## How to complete this task:
Please return each record below exactly, with nothing left out.
--- --- ---
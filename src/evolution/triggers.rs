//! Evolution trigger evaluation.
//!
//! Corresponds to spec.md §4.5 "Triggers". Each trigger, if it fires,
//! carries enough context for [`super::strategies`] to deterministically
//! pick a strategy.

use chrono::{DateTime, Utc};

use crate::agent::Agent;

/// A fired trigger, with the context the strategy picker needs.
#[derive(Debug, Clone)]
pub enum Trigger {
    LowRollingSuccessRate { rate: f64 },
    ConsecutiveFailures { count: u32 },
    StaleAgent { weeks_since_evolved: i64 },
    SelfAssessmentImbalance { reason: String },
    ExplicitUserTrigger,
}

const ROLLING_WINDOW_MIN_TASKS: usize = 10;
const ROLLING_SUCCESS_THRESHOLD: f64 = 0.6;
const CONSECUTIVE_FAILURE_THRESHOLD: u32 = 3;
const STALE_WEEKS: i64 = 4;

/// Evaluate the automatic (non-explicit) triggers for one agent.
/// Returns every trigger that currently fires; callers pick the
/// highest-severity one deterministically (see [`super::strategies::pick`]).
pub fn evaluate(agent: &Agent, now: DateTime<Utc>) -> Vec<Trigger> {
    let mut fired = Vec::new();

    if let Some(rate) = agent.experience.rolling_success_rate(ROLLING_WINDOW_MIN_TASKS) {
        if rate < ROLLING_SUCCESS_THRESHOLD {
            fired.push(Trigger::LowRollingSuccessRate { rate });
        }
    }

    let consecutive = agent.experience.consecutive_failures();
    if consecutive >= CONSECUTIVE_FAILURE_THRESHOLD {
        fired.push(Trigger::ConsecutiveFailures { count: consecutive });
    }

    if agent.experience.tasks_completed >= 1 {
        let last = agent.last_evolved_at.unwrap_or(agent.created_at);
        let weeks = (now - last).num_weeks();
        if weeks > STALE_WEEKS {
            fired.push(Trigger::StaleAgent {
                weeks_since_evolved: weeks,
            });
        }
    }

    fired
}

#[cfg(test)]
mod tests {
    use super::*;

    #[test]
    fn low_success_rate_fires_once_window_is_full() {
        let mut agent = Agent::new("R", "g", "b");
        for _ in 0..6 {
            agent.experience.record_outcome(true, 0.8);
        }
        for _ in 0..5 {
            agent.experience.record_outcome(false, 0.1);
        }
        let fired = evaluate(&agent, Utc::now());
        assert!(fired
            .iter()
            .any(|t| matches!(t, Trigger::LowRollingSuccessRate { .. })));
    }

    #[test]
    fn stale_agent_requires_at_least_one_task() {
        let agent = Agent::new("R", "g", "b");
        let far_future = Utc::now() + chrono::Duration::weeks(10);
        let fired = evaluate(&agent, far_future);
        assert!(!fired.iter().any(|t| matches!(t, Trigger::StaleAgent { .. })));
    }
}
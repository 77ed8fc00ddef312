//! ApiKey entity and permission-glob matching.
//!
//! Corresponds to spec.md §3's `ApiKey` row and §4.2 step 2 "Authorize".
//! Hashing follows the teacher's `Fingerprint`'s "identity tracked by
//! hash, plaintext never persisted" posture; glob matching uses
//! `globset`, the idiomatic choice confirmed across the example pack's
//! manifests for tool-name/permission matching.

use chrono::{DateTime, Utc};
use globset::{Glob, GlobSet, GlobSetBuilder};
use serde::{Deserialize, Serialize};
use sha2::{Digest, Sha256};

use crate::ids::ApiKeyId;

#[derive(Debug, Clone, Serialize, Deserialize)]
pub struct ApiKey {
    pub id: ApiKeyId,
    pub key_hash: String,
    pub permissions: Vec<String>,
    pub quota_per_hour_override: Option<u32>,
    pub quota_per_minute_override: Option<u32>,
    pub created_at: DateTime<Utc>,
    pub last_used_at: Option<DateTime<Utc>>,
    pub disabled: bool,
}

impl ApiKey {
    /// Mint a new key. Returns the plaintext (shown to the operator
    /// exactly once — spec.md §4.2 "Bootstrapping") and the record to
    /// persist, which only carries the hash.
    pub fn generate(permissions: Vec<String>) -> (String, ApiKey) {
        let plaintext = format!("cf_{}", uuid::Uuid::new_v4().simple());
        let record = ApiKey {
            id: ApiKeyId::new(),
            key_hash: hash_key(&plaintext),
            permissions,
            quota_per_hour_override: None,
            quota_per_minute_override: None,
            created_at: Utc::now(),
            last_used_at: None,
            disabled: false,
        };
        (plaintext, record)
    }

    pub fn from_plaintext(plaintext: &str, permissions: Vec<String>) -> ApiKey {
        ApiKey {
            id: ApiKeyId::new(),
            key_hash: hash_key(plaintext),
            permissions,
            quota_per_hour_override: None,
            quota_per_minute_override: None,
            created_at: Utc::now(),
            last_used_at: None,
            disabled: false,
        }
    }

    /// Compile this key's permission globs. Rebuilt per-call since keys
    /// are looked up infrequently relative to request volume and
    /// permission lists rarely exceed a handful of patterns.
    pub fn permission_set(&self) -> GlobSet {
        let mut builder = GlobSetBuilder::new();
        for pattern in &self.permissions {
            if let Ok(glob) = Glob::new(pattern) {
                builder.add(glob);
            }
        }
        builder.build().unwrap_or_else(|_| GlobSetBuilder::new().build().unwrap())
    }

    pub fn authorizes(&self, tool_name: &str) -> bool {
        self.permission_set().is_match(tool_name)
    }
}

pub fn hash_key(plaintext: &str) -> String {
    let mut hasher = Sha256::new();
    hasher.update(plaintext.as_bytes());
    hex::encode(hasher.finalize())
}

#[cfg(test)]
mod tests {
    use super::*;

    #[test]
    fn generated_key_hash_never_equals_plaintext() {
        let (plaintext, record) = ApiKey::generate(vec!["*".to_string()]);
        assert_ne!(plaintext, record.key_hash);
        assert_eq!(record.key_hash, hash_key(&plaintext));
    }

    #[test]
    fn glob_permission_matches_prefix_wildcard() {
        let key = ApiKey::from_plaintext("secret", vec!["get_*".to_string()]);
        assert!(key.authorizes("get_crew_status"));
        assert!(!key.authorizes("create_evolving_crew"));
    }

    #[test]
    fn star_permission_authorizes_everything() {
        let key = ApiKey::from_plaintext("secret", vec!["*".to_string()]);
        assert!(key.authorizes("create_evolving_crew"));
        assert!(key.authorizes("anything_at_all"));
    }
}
--- --- ---
## Solution:
filename src/evolution/triggers.rs
//! Evolution trigger evaluation.
//!
//! Corresponds to spec.md §4.5 "Triggers". Each trigger, if it fires,
//! carries enough context for [`super::strategies`] to deterministically
//! pick a strategy.

use chrono::{DateTime, Utc};

use crate::agent::Agent;

/// A fired trigger, with the context the strategy picker needs.
#[derive(Debug, Clone)]
pub enum Trigger {
    LowRollingSuccessRate { rate: f64 },
    ConsecutiveFailures { count: u32 },
    StaleAgent { weeks_since_evolved: i64 },
    SelfAssessmentImbalance { reason: String },
    ExplicitUserTrigger,
}

const ROLLING_WINDOW_MIN_TASKS: usize = 10;
const ROLLING_SUCCESS_THRESHOLD: f64 = 0.6;
const CONSECUTIVE_FAILURE_THRESHOLD: u32 = 3;
const STALE_WEEKS: i64 = 4;

/// Evaluate the automatic (non-explicit) triggers for one agent.
/// Returns every trigger that currently fires; callers pick the
/// highest-severity one deterministically (see [`super::strategies::pick`]).
pub fn evaluate(agent: &Agent, now: DateTime<Utc>) -> Vec<Trigger> {
    let mut fired = Vec::new();

    if let Some(rate) = agent.experience.rolling_success_rate(ROLLING_WINDOW_MIN_TASKS) {
        if rate < ROLLING_SUCCESS_THRESHOLD {
            fired.push(Trigger::LowRollingSuccessRate { rate });
        }
    }

    let consecutive = agent.experience.consecutive_failures();
    if consecutive >= CONSECUTIVE_FAILURE_THRESHOLD {
        fired.push(Trigger::ConsecutiveFailures { count: consecutive });
    }

    if agent.experience.tasks_completed >= 1 {
        let last = agent.last_evolved_at.unwrap_or(agent.created_at);
        let weeks = (now - last).num_weeks();
        if weeks > STALE_WEEKS {
            fired.push(Trigger::StaleAgent {
                weeks_since_evolved: weeks,
            });
        }
    }

    fired
}

#[cfg(test)]
mod tests {
    use super::*;

    #[test]
    fn low_success_rate_fires_once_window_is_full() {
        let mut agent = Agent::new("R", "g", "b");
        for _ in 0..6 {
            agent.experience.record_outcome(true, 0.8);
        }
        for _ in 0..5 {
            agent.experience.record_outcome(false, 0.1);
        }
        let fired = evaluate(&agent, Utc::now());
        assert!(fired
            .iter()
            .any(|t| matches!(t, Trigger::LowRollingSuccessRate { .. })));
    }

    #[test]
    fn stale_agent_requires_at_least_one_task() {
        let agent = Agent::new("R", "g", "b");
        let far_future = Utc::now() + chrono::Duration::weeks(10);
        let fired = evaluate(&agent, far_future);
        assert!(!fired.iter().any(|t| matches!(t, Trigger::StaleAgent { .. })));
    }
}
repository 77ed8fc00ddef312
//! ApiKey entity and permission-glob matching.
//!
//! Corresponds to spec.md §3's `ApiKey` row and §4.2 step 2 "Authorize".
//! Hashing follows the teacher's `Fingerprint`'s "identity tracked by
//! hash, plaintext never persisted" posture; glob matching uses
//! `globset`, the idiomatic choice confirmed across the example pack's
//! manifests for tool-name/permission matching.

use chrono::{DateTime, Utc};
use globset::{Glob, GlobSet, GlobSetBuilder};
use serde::{Deserialize, Serialize};
use sha2::{Digest, Sha256};

use crate::ids::ApiKeyId;

#[derive(Debug, Clone, Serialize, Deserialize)]
pub struct ApiKey {
    pub id: ApiKeyId,
    pub key_hash: String,
    pub permissions: Vec<String>,
    pub quota_per_hour_override: Option<u32>,
    pub quota_per_minute_override: Option<u32>,
    pub created_at: DateTime<Utc>,
    pub last_used_at: Option<DateTime<Utc>>,
    pub disabled: bool,
}

impl ApiKey {
    /// Mint a new key. Returns the plaintext (shown to the operator
    /// exactly once — spec.md §4.2 "Bootstrapping") and the record to
    /// persist, which only carries the hash.
    pub fn generate(permissions: Vec<String>) -> (String, ApiKey) {
        let plaintext = format!("cf_{}", uuid::Uuid::new_v4().simple());
        let record = ApiKey {
            id: ApiKeyId::new(),
            key_hash: hash_key(&plaintext),
            permissions,
            quota_per_hour_override: None,
            quota_per_minute_override: None,
            created_at: Utc::now(),
            last_used_at: None,
            disabled: false,
        };
        (plaintext, record)
    }

    pub fn from_plaintext(plaintext: &str, permissions: Vec<String>) -> ApiKey {
        ApiKey {
            id: ApiKeyId::new(),
            key_hash: hash_key(plaintext),
            permissions,
            quota_per_hour_override: None,
            quota_per_minute_override: None,
            created_at: Utc::now(),
            last_used_at: None,
            disabled: false,
        }
    }

    /// Compile this key's permission globs. Rebuilt per-call since keys
    /// are looked up infrequently relative to request volume and
    /// permission lists rarely exceed a handful of patterns.
    pub fn permission_set(&self) -> GlobSet {
        let mut builder = GlobSetBuilder::new();
        for pattern in &self.permissions {
            if let Ok(glob) = Glob::new(pattern) {
                builder.add(glob);
            }
        }
        builder.build().unwrap_or_else(|_| GlobSetBuilder::new().build().unwrap())
    }

    pub fn authorizes(&self, tool_name: &str) -> bool {
        self.permission_set().is_match(tool_name)
    }
}

pub fn hash_key(plaintext: &str) -> String {
    let mut hasher = Sha256::new();
    hasher.update(plaintext.as_bytes());
    hex::encode(hasher.finalize())
}

#[cfg(test)]
mod tests {
    use super::*;

    #[test]
    fn generated_key_hash_never_equals_plaintext() {
        let (plaintext, record) = ApiKey::generate(vec!["*".to_string()]);
        assert_ne!(plaintext, record.key_hash);
        assert_eq!(record.key_hash, hash_key(&plaintext));
    }

    #[test]
    fn glob_permission_matches_prefix_wildcard() {
        let key = ApiKey::from_plaintext("secret", vec!["get_*".to_string()]);
        assert!(key.authorizes("get_crew_status"));
        assert!(!key.authorizes("create_evolving_crew"));
    }

    #[test]
    fn star_permission_authorizes_everything() {
        let key = ApiKey::from_plaintext("secret", vec!["*".to_string()]);
        assert!(key.authorizes("create_evolving_crew"));
        assert!(key.authorizes("anything_at_all"));
    }
}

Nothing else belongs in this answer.